Stephen A. Weiss, who said he had spoken to at least 30 investors, said many of them were devastated.

One investor, Lawrence Velvel, 69, dean of the Massachusetts School of Law, said he and a friend may have lost millions of dollars between them.

"This is a major disaster for a lot of people," Velvel said in a telephone interview from his Andover, Massachusetts, office. "You work all your life, you finally manage to save up something, and somebody who's entrusted with it, it turns out suddenly he's a crook. Lots of people are getting fully or partially wiped out."

Velvel said he wants to know where government regulators, as well as accountants and others at Madoff's company, were when the money was being lost.

According to a criminal complaint filed with the court, Madoff told senior employees of his firm Wednesday that he had blown more than $50 billion with fraudulent financial moves, that he was "finished" and that he had "absolutely nothing." The FBI said Friday that family members turned Madoff in after he confessed his fraud to them.

The complaint said Madoff handled investments for as many as 25 clients in his private investment business, but lawyers for investors Friday said the number likely runs much higher. Some estimates ran into the hundreds.

Sterling Equities Inc., an investment firm run by New York Mets owner Fred Wilpon, acknowledged in a statement Friday that it had investments with Madoff's firm.

"We are shocked by recent events and, like all investors, will continue to monitor the situation," it said.

Madoff's lawyer, Dan Horwitz, said his client was "a longstanding leader in the financial-services industry with an unblemished record" and would "fight to get through this unfortunate event."

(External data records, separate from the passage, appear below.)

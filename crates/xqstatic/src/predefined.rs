//
// predefined.rs
//
// Namespace bindings every query processor declares before the prolog
//

use crate::dialect::VendorProfile;

/// A predeclared `(prefix, uri)` pair.
pub type PredefinedNamespace = (&'static str, &'static str);

pub const ARRAY_NAMESPACE: &str = "http://www.w3.org/2005/xpath-functions/array";
pub const ERR_NAMESPACE: &str = "http://www.w3.org/2005/xqt-error";
pub const FN_NAMESPACE: &str = "http://www.w3.org/2005/xpath-functions";
pub const LOCAL_NAMESPACE: &str = "http://www.w3.org/2005/xquery-local-functions";
pub const MAP_NAMESPACE: &str = "http://www.w3.org/2005/xpath-functions/map";
pub const MATH_NAMESPACE: &str = "http://www.w3.org/2005/xpath-functions/math";
pub const XML_NAMESPACE: &str = "http://www.w3.org/XML/1998/namespace";
pub const XS_NAMESPACE: &str = "http://www.w3.org/2001/XMLSchema";
pub const XSI_NAMESPACE: &str = "http://www.w3.org/2001/XMLSchema-instance";

/// The function namespace used when no default function namespace is declared.
pub const DEFAULT_FUNCTION_NAMESPACE: &str = FN_NAMESPACE;

pub const W3C_NAMESPACES: &[PredefinedNamespace] = &[
    ("array", ARRAY_NAMESPACE),
    ("fn", FN_NAMESPACE),
    ("local", LOCAL_NAMESPACE),
    ("map", MAP_NAMESPACE),
    ("math", MATH_NAMESPACE),
    ("xml", XML_NAMESPACE),
    ("xs", XS_NAMESPACE),
    ("xsi", XSI_NAMESPACE),
];

pub const MARKLOGIC_JSON_NAMESPACE: &str = "http://marklogic.com/xdmp/json";
pub const MARKLOGIC_MAP_NAMESPACE: &str = "http://marklogic.com/xdmp/map";
pub const MARKLOGIC_MATH_NAMESPACE: &str = "http://marklogic.com/xdmp/math";
pub const XDMP_NAMESPACE: &str = "http://marklogic.com/xdmp";
pub const CTS_NAMESPACE: &str = "http://marklogic.com/cts";

/// Predeclared by every MarkLogic release. MarkLogic binds `map` and `math`
/// to its own modules and has no `array` prefix.
const MARKLOGIC_BASE: &[PredefinedNamespace] = &[
    ("cts", CTS_NAMESPACE),
    ("dav", "DAV:"),
    ("dbg", "http://marklogic.com/xdmp/dbg"),
    ("dir", "http://marklogic.com/xdmp/directory"),
    ("err", ERR_NAMESPACE),
    ("error", "http://marklogic.com/xdmp/error"),
    ("fn", FN_NAMESPACE),
    ("local", LOCAL_NAMESPACE),
    ("lock", "http://marklogic.com/xdmp/lock"),
    ("map", MARKLOGIC_MAP_NAMESPACE),
    ("math", MARKLOGIC_MATH_NAMESPACE),
    ("prof", "http://marklogic.com/xdmp/profile"),
    ("prop", "http://marklogic.com/xdmp/property"),
    ("sec", "http://marklogic.com/security"),
    ("spell", "http://marklogic.com/xdmp/spell"),
    ("xdmp", XDMP_NAMESPACE),
    ("xml", XML_NAMESPACE),
    ("xqe", "http://marklogic.com/xqe"),
    ("xqterr", ERR_NAMESPACE),
    ("xs", XS_NAMESPACE),
    ("xsi", XSI_NAMESPACE),
];

/// Prefixes added by later MarkLogic releases, grouped by the release that
/// introduced them.
const MARKLOGIC_ADDITIONS: &[PredefinedNamespace] = &[
    // MarkLogic 6
    ("geo", "http://marklogic.com/geospatial"),
    // MarkLogic 7
    ("rdf", "http://www.w3.org/1999/02/22-rdf-syntax-ns#"),
    ("sc", "http://marklogic.com/xdmp/schema-components"),
    ("sem", "http://marklogic.com/xdmp/semantics"),
    // MarkLogic 8
    ("json", MARKLOGIC_JSON_NAMESPACE),
    ("sql", "http://marklogic.com/xdmp/sql"),
    ("temporal", "http://marklogic.com/xdmp/temporal"),
    // MarkLogic 9
    ("tde", "http://marklogic.com/xdmp/tde"),
];

const BASEX_ADDITIONS: &[PredefinedNamespace] = &[
    ("admin", "http://basex.org/modules/admin"),
    ("archive", "http://basex.org/modules/archive"),
    ("bxerr", "http://basex.org/errors"),
    ("client", "http://basex.org/modules/client"),
    ("convert", "http://basex.org/modules/convert"),
    ("csv", "http://basex.org/modules/csv"),
    ("db", "http://basex.org/modules/db"),
    ("fetch", "http://basex.org/modules/fetch"),
    ("file", "http://expath.org/ns/file"),
    ("ft", "http://basex.org/modules/ft"),
    ("hash", "http://basex.org/modules/hash"),
    ("hof", "http://basex.org/modules/hof"),
    ("html", "http://basex.org/modules/html"),
    ("index", "http://basex.org/modules/index"),
    ("inspect", "http://basex.org/modules/inspect"),
    ("json", "http://basex.org/modules/json"),
    ("out", "http://basex.org/modules/out"),
    ("proc", "http://basex.org/modules/proc"),
    ("prof", "http://basex.org/modules/prof"),
    ("random", "http://basex.org/modules/random"),
    ("repo", "http://basex.org/modules/repo"),
    ("sql", "http://basex.org/modules/sql"),
    ("strings", "http://basex.org/modules/strings"),
    ("update", "http://basex.org/modules/update"),
    ("user", "http://basex.org/modules/user"),
    ("validate", "http://basex.org/modules/validate"),
    ("web", "http://basex.org/modules/web"),
    ("xquery", "http://basex.org/modules/xquery"),
    ("xslt", "http://basex.org/modules/xslt"),
    ("zip", "http://expath.org/ns/zip"),
];

const SAXON_ADDITIONS: &[PredefinedNamespace] = &[("saxon", "http://saxon.sf.net/")];

const EXISTDB_ADDITIONS: &[PredefinedNamespace] = &[
    ("exist", "http://exist.sourceforge.net/NS/exist"),
    ("request", "http://exist-db.org/xquery/request"),
    ("response", "http://exist-db.org/xquery/response"),
    ("session", "http://exist-db.org/xquery/session"),
    ("system", "http://exist-db.org/xquery/system"),
    ("transform", "http://exist-db.org/xquery/transform"),
    ("util", "http://exist-db.org/xquery/util"),
    ("xmldb", "http://exist-db.org/xquery/xmldb"),
];

/// Predefined namespaces for a vendor profile, sorted by prefix.
///
/// MarkLogic profiles report the union of every release's table so that
/// queries written against newer servers still resolve.
///
/// # Examples
///
/// ```
/// use xqstatic::dialect::VendorProfile;
/// use xqstatic::predefined::predefined_namespaces;
///
/// assert_eq!(predefined_namespaces(VendorProfile::W3C).len(), 8);
/// assert_eq!(predefined_namespaces(VendorProfile::marklogic(6)).len(), 29);
/// ```
pub fn predefined_namespaces(profile: VendorProfile) -> Vec<PredefinedNamespace> {
    let mut table: Vec<PredefinedNamespace> = match profile {
        VendorProfile::W3C => W3C_NAMESPACES.to_vec(),
        VendorProfile::MarkLogic { .. } => [MARKLOGIC_BASE, MARKLOGIC_ADDITIONS].concat(),
        VendorProfile::BaseX => [W3C_NAMESPACES, BASEX_ADDITIONS].concat(),
        VendorProfile::Saxon => [W3C_NAMESPACES, SAXON_ADDITIONS].concat(),
        VendorProfile::ExistDb => [W3C_NAMESPACES, EXISTDB_ADDITIONS].concat(),
    };
    table.sort_by(|a, b| a.0.cmp(b.0));
    table
}

#[cfg(test)]
mod tests {
    use super::*;

    #[test]
    fn test_w3c_table_order() {
        let prefixes: Vec<_> = predefined_namespaces(VendorProfile::W3C)
            .into_iter()
            .map(|(p, _)| p)
            .collect();
        assert_eq!(prefixes, vec!["array", "fn", "local", "map", "math", "xml", "xs", "xsi"]);
    }

    #[test]
    fn test_marklogic_table_is_release_union() {
        let table = predefined_namespaces(VendorProfile::marklogic(6));
        assert_eq!(table.len(), 29);
        assert!(!table.iter().any(|(p, _)| *p == "array"));
        assert_eq!(table.first(), Some(&("cts", CTS_NAMESPACE)));
        assert_eq!(table.last(), Some(&("xsi", XSI_NAMESPACE)));
        assert!(table.contains(&("map", MARKLOGIC_MAP_NAMESPACE)));
        assert!(table.contains(&("tde", "http://marklogic.com/xdmp/tde")));
    }

    #[test]
    fn test_vendor_tables_extend_w3c() {
        for profile in [VendorProfile::BaseX, VendorProfile::Saxon, VendorProfile::ExistDb] {
            let table = predefined_namespaces(profile);
            for binding in W3C_NAMESPACES {
                assert!(table.contains(binding), "{profile} is missing {binding:?}");
            }
            assert!(table.windows(2).all(|w| w[0].0 <= w[1].0));
        }
    }
}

Vasilescu said it was "way too premature" to assess how much money investors might get back.

He said a central job of the receiver would be to assess claims and ultimately to plan how assets can be distributed.

Madoff, a former Nasdaq stock market chairman, founded his firm in 1960, using $5,000 he earned in part as a lifeguard on Long Island beaches. In the industry, he had a reputation for safe investments and steady returns that made individual investors eager to place their money with him and made competitors suspicious of his success.

Marc Powers, a former SEC enforcement branch chief and head of the securities practice at Baker Hostetler, said Madoff was "a very well-respected, highly regarded person" on Wall Street.

"Everybody heard of him," he said, noting his firm had received calls from investors Friday worried about their future. "There's a shell shock that's going on now. This ruins people's lives. It destroys whatever they built up over 40 years at the hands of a person they trusted."

Velvel said he listened to Madoff's employees explain how the firm made profits in good times and bad through computerized trading on blue-chip stocks and options, enabling small and steady profits on scores of trades.

"It made all the bloody sense in the world," he said. "The way we understood, they never went for the big hits. If you take a percent here, a half-percent there, this can add up to what Makoff was saying."

What's your reaction?

Comments

https://sharpss.com/assets/images/user-avatar-s.jpg

0 comment

Write the first comment for this!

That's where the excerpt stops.